═════ SOURCE DATA ═════
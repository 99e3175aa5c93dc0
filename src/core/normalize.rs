//! Identity normalizer.
//!
//! Records reach the client from different producers: the spreadsheet may
//! hand back `6`, `"6"`, `6.0` or `" 06 "` for the same bay, and dates either
//! as `YYYY-MM-DD` or as `DD/MM/YYYY`. Every comparison between records goes
//! through the functions below so that those variants compare equal.
//!
//! None of these functions fail: input that is not recognized is returned
//! as-is and comparison degrades to raw string equality.

use regex::Regex;
use serde_json::Value;
use std::sync::LazyLock;

static ISO_DATE: LazyLock<Regex> =
    LazyLock::new(|| Regex::new(r"^\d{4}-\d{2}-\d{2}$").expect("valid ISO date pattern"));

static SLASH_DATE: LazyLock<Regex> = LazyLock::new(|| {
    Regex::new(r"^(\d{1,2})/(\d{1,2})/(\d{4})$").expect("valid slash date pattern")
});

/// Anything that can be coerced to the text form of a record field.
pub trait FieldText {
    fn field_text(&self) -> String;
}

impl FieldText for str {
    fn field_text(&self) -> String {
        self.to_string()
    }
}

impl FieldText for String {
    fn field_text(&self) -> String {
        self.clone()
    }
}

impl FieldText for u32 {
    fn field_text(&self) -> String {
        self.to_string()
    }
}

impl FieldText for u64 {
    fn field_text(&self) -> String {
        self.to_string()
    }
}

impl FieldText for i64 {
    fn field_text(&self) -> String {
        self.to_string()
    }
}

impl FieldText for Value {
    fn field_text(&self) -> String {
        match self {
            Value::Null => String::new(),
            Value::String(s) => s.clone(),
            Value::Bool(b) => b.to_string(),
            Value::Number(n) => {
                if let Some(i) = n.as_i64() {
                    i.to_string()
                } else if let Some(u) = n.as_u64() {
                    u.to_string()
                } else {
                    match n.as_f64() {
                        // spreadsheets serialize integer cells as 6.0
                        Some(f) if f.fract() == 0.0 && f.abs() < 1e15 => (f as i64).to_string(),
                        _ => n.to_string(),
                    }
                }
            }
            other => other.to_string(),
        }
    }
}

/// Coerce any input to text and strip surrounding whitespace.
pub fn normalize_field<T: FieldText + ?Sized>(raw: &T) -> String {
    raw.field_text().trim().to_string()
}

/// Canonical ISO date (`YYYY-MM-DD`).
///
/// - `2026-02-10` is returned unchanged
/// - `10/02/2026` (day/month/year) becomes `2026-02-10`, zero-padded
/// - anything else is passed through verbatim (trimmed)
pub fn normalize_date<T: FieldText + ?Sized>(raw: &T) -> String {
    let text = normalize_field(raw);

    if ISO_DATE.is_match(&text) {
        return text;
    }

    if let Some(caps) = SLASH_DATE.captures(&text) {
        return format!("{}-{:0>2}-{:0>2}", &caps[3], &caps[2], &caps[1]);
    }

    text
}

/// Canonical form of a numeric identity component (bay, seat).
///
/// All-digit values lose their leading zeros (`"06"` → `"6"`); other values
/// are only trimmed.
pub fn normalize_number<T: FieldText + ?Sized>(raw: &T) -> String {
    let text = normalize_field(raw);
    if !text.is_empty() && text.bytes().all(|b| b.is_ascii_digit()) {
        let stripped = text.trim_start_matches('0');
        if stripped.is_empty() {
            return "0".to_string();
        }
        return stripped.to_string();
    }
    text
}

/// Loose person-name comparison: trimmed, whitespace-collapsed, case-insensitive.
pub fn same_person(a: &str, b: &str) -> bool {
    let fold = |s: &str| {
        s.split_whitespace()
            .collect::<Vec<_>>()
            .join(" ")
            .to_lowercase()
    };
    fold(a) == fold(b)
}
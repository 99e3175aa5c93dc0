//! seatsync main entrypoint.

use seatsync::run;
use seatsync::ui::messages::error;

#[tokio::main]
async fn main() {
    if let Err(e) = run().await {
        error(format!("Error: {}", e));
        std::process::exit(1);
    }
}
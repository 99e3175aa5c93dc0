use crate::errors::{AppError, AppResult};
use serde::{Deserialize, Serialize};
use std::env;
use std::fs;
use std::io::Write;
use std::path::PathBuf;

#[derive(Debug, Clone, Serialize, Deserialize)]
pub struct Config {
    /// Endpoint of the reservation sheet web app (read + write).
    #[serde(default)]
    pub api_url: String,
    #[serde(default = "default_database")]
    pub database: String,
    #[serde(default = "default_poll_interval")]
    pub poll_interval_secs: u64,
    #[serde(default = "default_request_timeout")]
    pub request_timeout_secs: u64,
    #[serde(default = "default_log_level")]
    pub log_level: String,
}

/// Keys a complete configuration file carries.
pub const CONFIG_KEYS: [&str; 5] = [
    "api_url",
    "database",
    "poll_interval_secs",
    "request_timeout_secs",
    "log_level",
];

fn default_database() -> String {
    Config::database_file().to_string_lossy().to_string()
}
fn default_poll_interval() -> u64 {
    4
}
fn default_request_timeout() -> u64 {
    30
}
fn default_log_level() -> String {
    "info".to_string()
}

impl Default for Config {
    fn default() -> Self {
        Self {
            api_url: String::new(),
            database: default_database(),
            poll_interval_secs: default_poll_interval(),
            request_timeout_secs: default_request_timeout(),
            log_level: default_log_level(),
        }
    }
}

impl Config {
    /// Return the standard configuration directory depending on the platform
    pub fn config_dir() -> PathBuf {
        if cfg!(target_os = "windows") {
            let appdata = env::var("APPDATA").unwrap_or_else(|_| ".".to_string());
            PathBuf::from(appdata).join("seatsync")
        } else {
            dirs::home_dir()
                .unwrap_or_else(|| PathBuf::from("."))
                .join(".seatsync")
        }
    }

    /// Return the full path of the config file
    pub fn config_file() -> PathBuf {
        Self::config_dir().join("seatsync.conf")
    }

    /// Return the full path of the pending-store database
    pub fn database_file() -> PathBuf {
        Self::config_dir().join("seatsync.sqlite")
    }

    /// Load configuration from file, or return defaults if not found
    pub fn load() -> AppResult<Self> {
        let path = Self::config_file();

        if !path.exists() {
            return Ok(Self::default());
        }

        let content = fs::read_to_string(&path).map_err(|_| AppError::ConfigLoad)?;
        Self::from_yaml(&content)
    }

    pub fn from_yaml(content: &str) -> AppResult<Self> {
        if content.trim().is_empty() {
            return Ok(Self::default());
        }
        serde_yaml::from_str(content).map_err(|e| {
            tracing::error!("invalid configuration file: {e}");
            AppError::ConfigLoad
        })
    }

    /// Keys of [`CONFIG_KEYS`] absent from `content` (defaults apply to them).
    pub fn missing_keys(content: &str) -> AppResult<Vec<&'static str>> {
        let value: serde_yaml::Value = if content.trim().is_empty() {
            serde_yaml::Value::Null
        } else {
            serde_yaml::from_str(content)?
        };

        Ok(CONFIG_KEYS
            .iter()
            .copied()
            .filter(|k| value.get(*k).is_none())
            .collect())
    }

    pub fn save(&self) -> AppResult<()> {
        let dir = Self::config_dir();
        fs::create_dir_all(&dir).map_err(|_| AppError::ConfigSave)?;

        let yaml = serde_yaml::to_string(self)?;
        let mut file = fs::File::create(Self::config_file()).map_err(|_| AppError::ConfigSave)?;
        file.write_all(yaml.as_bytes())
            .map_err(|_| AppError::ConfigSave)?;
        Ok(())
    }

    /// Initialize configuration and database location.
    ///
    /// `custom_db` may be absolute or relative to the config directory.
    /// In test mode nothing is written to the config file.
    pub fn init_all(
        custom_db: Option<String>,
        api_url: Option<String>,
        is_test: bool,
    ) -> AppResult<Self> {
        let dir = Self::config_dir();

        let database = match custom_db {
            Some(name) => {
                let p = std::path::Path::new(&name);
                if p.is_absolute() {
                    p.to_path_buf()
                } else {
                    dir.join(p)
                }
            }
            None => Self::database_file(),
        };

        let config = Config {
            api_url: api_url.unwrap_or_default(),
            database: database.to_string_lossy().to_string(),
            ..Self::default()
        };

        if !is_test {
            config.save()?;
        }

        Ok(config)
    }
}
//! Ordering of collected reviews.

use std::cmp::Ordering;

use chrono::{DateTime, NaiveDate, NaiveDateTime, Utc};

use crate::types::{Review, SortDirection, SortKey};

/// Naive timestamp layouts accepted when a value is not RFC 3339.
const NAIVE_DATETIME_FORMATS: [&str; 2] = ["%Y-%m-%dT%H:%M:%S%.f", "%Y-%m-%d %H:%M:%S%.f"];

/// Order reviews in place by `key` and `direction`.
///
/// The sort is stable: reviews with equal keys keep their discovery order in
/// both directions.
///
/// Ordering by time descending leaves the reviews untouched. Pages are
/// requested newest first, so discovery order already is that order.
pub fn order_reviews(reviews: &mut [Review], key: SortKey, direction: SortDirection) {
    if key == SortKey::Time && direction == SortDirection::Desc {
        return;
    }
    reviews.sort_by(|a, b| compare_reviews(a, b, key, direction));
}

/// Compare two reviews by `key`, in `direction`.
///
/// Values that cannot be interpreted (unparseable timestamps or ratings) sort
/// before all valid values in ascending order.
pub fn compare_reviews(a: &Review, b: &Review, key: SortKey, direction: SortDirection) -> Ordering {
    let ordering = match key {
        SortKey::Time => parse_timestamp(&a.time).cmp(&parse_timestamp(&b.time)),
        SortKey::Rating => compare_ratings(parse_rating(&a.rating), parse_rating(&b.rating)),
    };
    match direction {
        SortDirection::Asc => ordering,
        SortDirection::Desc => ordering.reverse(),
    }
}

/// Parse a published timestamp into a UTC date-time.
///
/// Accepts RFC 3339 (as published by the site), naive date-times (taken as
/// UTC) and plain dates (taken as midnight UTC).
///
/// # Examples
/// ```
/// use review_harvester::order::parse_timestamp;
///
/// assert!(parse_timestamp("2024-03-01T09:15:00.000Z").is_some());
/// assert!(parse_timestamp("2024-03-01").is_some());
/// assert!(parse_timestamp("last tuesday").is_none());
/// ```
pub fn parse_timestamp(value: &str) -> Option<DateTime<Utc>> {
    let value = value.trim();
    if let Ok(parsed) = DateTime::parse_from_rfc3339(value) {
        return Some(parsed.with_timezone(&Utc));
    }
    for format in NAIVE_DATETIME_FORMATS {
        if let Ok(parsed) = NaiveDateTime::parse_from_str(value, format) {
            return Some(parsed.and_utc());
        }
    }
    NaiveDate::parse_from_str(value, "%Y-%m-%d")
        .ok()
        .and_then(|date| date.and_hms_opt(0, 0, 0))
        .map(|datetime| datetime.and_utc())
}

/// Parse a published rating as a number.
pub fn parse_rating(value: &str) -> Option<f64> {
    value.trim().parse::<f64>().ok().filter(|r| !r.is_nan())
}

fn compare_ratings(a: Option<f64>, b: Option<f64>) -> Ordering {
    match (a, b) {
        (Some(a), Some(b)) => a.total_cmp(&b),
        (None, Some(_)) => Ordering::Less,
        (Some(_), None) => Ordering::Greater,
        (None, None) => Ordering::Equal,
    }
}
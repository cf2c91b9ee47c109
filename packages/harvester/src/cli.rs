//! Command-line interface for the harvester.

use std::path::{Path, PathBuf};

use clap::{Parser, Subcommand};
use console::style;
use indicatif::{ProgressBar, ProgressStyle};

use crate::config::{validate_account_id, validate_delimiter, DEFAULT_DELIMITER};
use crate::error::{HarvesterError, Result};
use crate::export::{save_delimited, save_xml};
use crate::harvester::ReviewHarvester;
use crate::types::{ResultCap, Review, ReviewQuery, SortDirection, SortKey};

/// Review Harvester - Collect customer reviews for an account from Trustpilot.
#[derive(Parser)]
#[command(name = "review-harvester")]
#[command(version, about, long_about = None)]
pub struct Cli {
    #[command(subcommand)]
    pub command: Commands,
}

#[derive(Subcommand)]
pub enum Commands {
    /// Fetch the reviews of an account and print or export them.
    Fetch {
        /// Account identifier (e.g., www.example.com)
        account_id: String,

        /// Number of reviews to collect (-1 for all)
        #[arg(short = 'n', long, default_value_t = ResultCap::UNLIMITED_COUNT, allow_negative_numbers = true)]
        count: i64,

        /// Sort key: time or rating
        #[arg(long, default_value = "time")]
        order_by: SortKey,

        /// Sort direction: asc or desc
        #[arg(long, default_value = "desc")]
        order: SortDirection,

        /// Append reviews to this delimited file
        #[arg(long)]
        csv: Option<PathBuf>,

        /// Field delimiter for the delimited file
        #[arg(short, long, default_value_t = DEFAULT_DELIMITER)]
        separator: char,

        /// Write reviews to this XML file
        #[arg(long)]
        xml: Option<PathBuf>,
    },
}

/// Run the CLI.
pub fn run() -> Result<()> {
    let cli = Cli::parse();

    match cli.command {
        Commands::Fetch {
            account_id,
            count,
            order_by,
            order,
            csv,
            separator,
            xml,
        } => {
            let query = ReviewQuery::new(account_id)
                .with_cap(ResultCap::from_count(count)?)
                .with_order(order_by, order);
            fetch_command(query, csv.as_deref(), separator, xml.as_deref())
        }
    }
}

/// Check that the directory an output file goes into exists.
fn validate_output_parent(path: &Path) -> Result<()> {
    let parent = match path.parent() {
        Some(parent) if !parent.as_os_str().is_empty() => parent,
        _ => return Ok(()),
    };
    if !parent.is_dir() {
        return Err(HarvesterError::Io(std::io::Error::new(
            std::io::ErrorKind::NotFound,
            format!("Output directory does not exist: {}", parent.display()),
        )));
    }
    Ok(())
}

/// Execute the fetch command.
fn fetch_command(
    query: ReviewQuery,
    csv: Option<&Path>,
    separator: char,
    xml: Option<&Path>,
) -> Result<()> {
    // Validate inputs before making HTTP requests
    validate_account_id(&query.account_id)?;
    if let Some(path) = csv {
        validate_delimiter(separator)?;
        validate_output_parent(path)?;
    }
    if let Some(path) = xml {
        validate_output_parent(path)?;
    }

    let harvester = ReviewHarvester::from_query(query)?;
    let query = harvester.query();
    eprintln!(
        "{} reviews for {} ordered by {} {}",
        style("Fetching").bold(),
        style(&query.account_id).cyan(),
        style(query.sort_key).green(),
        style(query.direction).green()
    );

    let pb = ProgressBar::new_spinner();
    #[allow(clippy::expect_used)] // Static template string that is guaranteed to be valid
    pb.set_style(
        ProgressStyle::default_spinner()
            .template("{spinner:.green} {msg}")
            .expect("valid template"),
    );
    pb.set_message("Fetching review pages...");
    pb.enable_steady_tick(std::time::Duration::from_millis(100));

    let reviews = match harvester.get_reviews() {
        Ok(reviews) => reviews,
        Err(e) => {
            pb.finish_and_clear();
            return Err(e);
        }
    };

    pb.finish_and_clear();
    eprintln!("  Reviews: {}", style(reviews.len()).green());

    if let Some(path) = csv {
        save_delimited(&reviews, path, separator)?;
        eprintln!("{} {}", style("Appended to:").green().bold(), path.display());
    }
    if let Some(path) = xml {
        save_xml(&reviews, path)?;
        eprintln!("{} {}", style("Saved to:").green().bold(), path.display());
    }
    if csv.is_none() && xml.is_none() {
        print_reviews(&reviews);
    }

    Ok(())
}

/// Print a short listing of reviews to stdout.
fn print_reviews(reviews: &[Review]) {
    for review in reviews {
        println!(
            "{} {} {}",
            style(format!("[{}]", review.rating)).yellow(),
            style(&review.time).dim(),
            style(&review.consumer).bold()
        );
        if !review.title.is_empty() {
            println!("  {}", review.title);
        }
        if !review.content.is_empty() {
            println!("  {}", review.content.replace('\n', "\n  "));
        }
    }
}
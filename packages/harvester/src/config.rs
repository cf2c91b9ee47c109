//! Configuration constants and validation functions for the harvester.

use regex::Regex;
use std::sync::LazyLock;

use crate::error::{HarvesterError, Result};

/// Base URL of the Trustpilot site.
pub const TRUSTPILOT_BASE_URL: &str = "https://trustpilot.com";

/// Total HTTP timeout in seconds, per page request.
pub const HTTP_TIMEOUT_SECS: u64 = 120;

/// HTTP connect timeout in seconds.
pub const HTTP_CONNECT_TIMEOUT_SECS: u64 = 120;

/// Maximum number of redirects followed per page request.
pub const MAX_REDIRECTS: usize = 10;

/// Browser user agent sent with every request.
///
/// Review pages are served to regular browsers only, so the harvester
/// presents itself as desktop Chrome.
pub const BROWSER_USER_AGENT: &str = "Mozilla/5.0 (Windows NT 10.0; Win64; x64) AppleWebKit/537.36 (KHTML, like Gecko) Chrome/58.0.3029.110 Safari/537.36";

/// Default field delimiter for delimited exports.
pub const DEFAULT_DELIMITER: char = ',';

/// Account ID pattern: a domain-like name such as `www.example.com`.
#[allow(clippy::expect_used)] // Static regex that is guaranteed to be valid
static ACCOUNT_ID_PATTERN: LazyLock<Regex> = LazyLock::new(|| {
    Regex::new(r"^[A-Za-z0-9](?:[A-Za-z0-9.-]*[A-Za-z0-9])?$").expect("valid regex")
});

/// Validate account ID format.
///
/// # Arguments
/// * `account_id` - The account identifier to validate
///
/// # Returns
/// * `Ok(())` if valid
/// * `Err(HarvesterError::InvalidAccountId)` if invalid
///
/// # Examples
/// ```
/// use review_harvester::config::validate_account_id;
///
/// assert!(validate_account_id("www.example.com").is_ok());
/// assert!(validate_account_id("example.com/../admin").is_err());
/// ```
pub fn validate_account_id(account_id: &str) -> Result<()> {
    if ACCOUNT_ID_PATTERN.is_match(account_id) {
        Ok(())
    } else {
        Err(HarvesterError::InvalidAccountId(account_id.to_string()))
    }
}

/// Validate a delimiter for delimited exports.
///
/// Quotes and line breaks are reserved for field quoting and row separation.
pub fn validate_delimiter(delimiter: char) -> Result<()> {
    match delimiter {
        '"' | '\n' | '\r' => Err(HarvesterError::InvalidDelimiter(delimiter)),
        _ => Ok(()),
    }
}

/// Build the review listing URL for an account page.
///
/// The `page` parameter is only included for pages after the first, which is
/// how the site itself links to the first page.
///
/// # Arguments
/// * `base_url` - Site base URL without trailing slash (e.g., [`TRUSTPILOT_BASE_URL`])
/// * `account_id` - The account identifier (should be validated with `validate_account_id` first)
/// * `page` - 1-based page number
///
/// # Examples
/// ```
/// use review_harvester::config::{review_url, TRUSTPILOT_BASE_URL};
///
/// assert_eq!(
///     review_url(TRUSTPILOT_BASE_URL, "www.example.com", 2),
///     "https://trustpilot.com/review/www.example.com?languages=all&page=2&sort=recency"
/// );
/// ```
pub fn review_url(base_url: &str, account_id: &str, page: u32) -> String {
    let base_url = base_url.trim_end_matches('/');
    if page == 1 {
        format!("{base_url}/review/{account_id}?languages=all&sort=recency")
    } else {
        format!("{base_url}/review/{account_id}?languages=all&page={page}&sort=recency")
    }
}
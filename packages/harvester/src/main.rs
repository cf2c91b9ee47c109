//! Entry point of the `review-harvester` binary.

use std::process::ExitCode;

use console::style;
use review_harvester::cli;
use tracing_subscriber::EnvFilter;

/// Log to stderr so review listings on stdout stay clean. `RUST_LOG`
/// overrides the default `warn` level.
fn init_tracing() {
    let filter = EnvFilter::try_from_default_env().unwrap_or_else(|_| EnvFilter::new("warn"));
    tracing_subscriber::fmt()
        .with_env_filter(filter)
        .with_target(false)
        .with_writer(std::io::stderr)
        .init();
}

fn main() -> ExitCode {
    init_tracing();

    match cli::run() {
        Ok(()) => ExitCode::SUCCESS,
        Err(e) => {
            eprintln!("{} {e}", style("Error:").for_stderr().red().bold());
            ExitCode::FAILURE
        }
    }
}
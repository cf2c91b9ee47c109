//! Export of collected reviews to files.
//!
//! Both formats write the six review fields in [`Review::FIELD_NAMES`] order.
//!
//! [`Review::FIELD_NAMES`]: crate::types::Review::FIELD_NAMES

mod delimited;
mod xml;

pub use delimited::{save_delimited, write_delimited};
pub use xml::{generate_xml, save_xml};
//! XML export.

use std::fs::{self, File};
use std::io::{self, Write};
use std::path::Path;

use quick_xml::events::{BytesDecl, BytesEnd, BytesStart, BytesText, Event};
use quick_xml::Writer;

use crate::error::{HarvesterError, Result};
use crate::types::Review;

/// Root element name.
const ROOT_ELEMENT: &str = "reviews";

/// Element name of a single review.
const REVIEW_ELEMENT: &str = "review";

fn emit(writer: &mut Writer<Vec<u8>>, event: Event<'_>) -> Result<()> {
    writer
        .write_event(event)
        .map_err(|e| HarvesterError::XmlWrite(e.to_string()))
}

/// Generate an XML document from reviews.
///
/// The document has a `<reviews>` root with one `<review>` per review, each
/// holding the six fields as child elements. Text is escaped.
pub fn generate_xml(reviews: &[Review]) -> Result<String> {
    let mut writer = Writer::new_with_indent(Vec::new(), b' ', 2);

    emit(
        &mut writer,
        Event::Decl(BytesDecl::new("1.0", Some("UTF-8"), None)),
    )?;
    emit(&mut writer, Event::Start(BytesStart::new(ROOT_ELEMENT)))?;

    for review in reviews {
        emit(&mut writer, Event::Start(BytesStart::new(REVIEW_ELEMENT)))?;
        for (name, value) in review.fields() {
            emit(&mut writer, Event::Start(BytesStart::new(name)))?;
            emit(&mut writer, Event::Text(BytesText::new(value)))?;
            emit(&mut writer, Event::End(BytesEnd::new(name)))?;
        }
        emit(&mut writer, Event::End(BytesEnd::new(REVIEW_ELEMENT)))?;
    }

    emit(&mut writer, Event::End(BytesEnd::new(ROOT_ELEMENT)))?;

    let mut content = String::from_utf8(writer.into_inner())
        .map_err(|e| HarvesterError::XmlWrite(e.to_string()))?;
    content.push('\n');
    Ok(content)
}

/// Save reviews as an XML file, replacing any existing file.
///
/// Uses atomic write pattern: writes to a temp file next to the destination,
/// syncs to disk, then renames.
pub fn save_xml(reviews: &[Review], path: &Path) -> Result<()> {
    let file_name = path.file_name().ok_or_else(|| {
        HarvesterError::Io(io::Error::new(
            io::ErrorKind::InvalidInput,
            format!("Output path has no file name: {}", path.display()),
        ))
    })?;
    let temp_file = path.with_file_name(format!(".{}.tmp", file_name.to_string_lossy()));

    let content = generate_xml(reviews)?;

    {
        let mut file = File::create(&temp_file)?;
        file.write_all(content.as_bytes())?;
        file.sync_all()?;
    }

    // On Windows, rename fails if the destination already exists
    #[cfg(target_os = "windows")]
    if path.exists() {
        fs::remove_file(path)?;
    }

    fs::rename(&temp_file, path)?;

    tracing::debug!(path = %path.display(), count = reviews.len(), "Wrote XML export");
    Ok(())
}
═════
■ ABOUT THIS TASK
A verbatim transcription is required: the first line of the listing, the line containing "if let Some(i)", and every line between them.

■ SOLUTION FOR THIS TASK
repository 99e3175aa5c93dc0
filename src/core/normalize.rs
//! Identity normalizer.
//!
//! Records reach the client from different producers: the spreadsheet may
//! hand back `6`, `"6"`, `6.0` or `" 06 "` for the same bay, and dates either
//! as `YYYY-MM-DD` or as `DD/MM/YYYY`. Every comparison between records goes
//! through the functions below so that those variants compare equal.
//!
//! None of these functions fail: input that is not recognized is returned
//! as-is and comparison degrades to raw string equality.

use regex::Regex;
use serde_json::Value;
use std::sync::LazyLock;

static ISO_DATE: LazyLock<Regex> =
    LazyLock::new(|| Regex::new(r"^\d{4}-\d{2}-\d{2}$").expect("valid ISO date pattern"));

static SLASH_DATE: LazyLock<Regex> = LazyLock::new(|| {
    Regex::new(r"^(\d{1,2})/(\d{1,2})/(\d{4})$").expect("valid slash date pattern")
});

/// Anything that can be coerced to the text form of a record field.
pub trait FieldText {
    fn field_text(&self) -> String;
}

impl FieldText for str {
    fn field_text(&self) -> String {
        self.to_string()
    }
}

impl FieldText for String {
    fn field_text(&self) -> String {
        self.clone()
    }
}

impl FieldText for u32 {
    fn field_text(&self) -> String {
        self.to_string()
    }
}

impl FieldText for u64 {
    fn field_text(&self) -> String {
        self.to_string()
    }
}

impl FieldText for i64 {
    fn field_text(&self) -> String {
        self.to_string()
    }
}

impl FieldText for Value {
    fn field_text(&self) -> String {
        match self {
            Value::Null => String::new(),
            Value::String(s) => s.clone(),
            Value::Bool(b) => b.to_string(),
            Value::Number(n) => {
                if let Some(i) = n.as_i64() {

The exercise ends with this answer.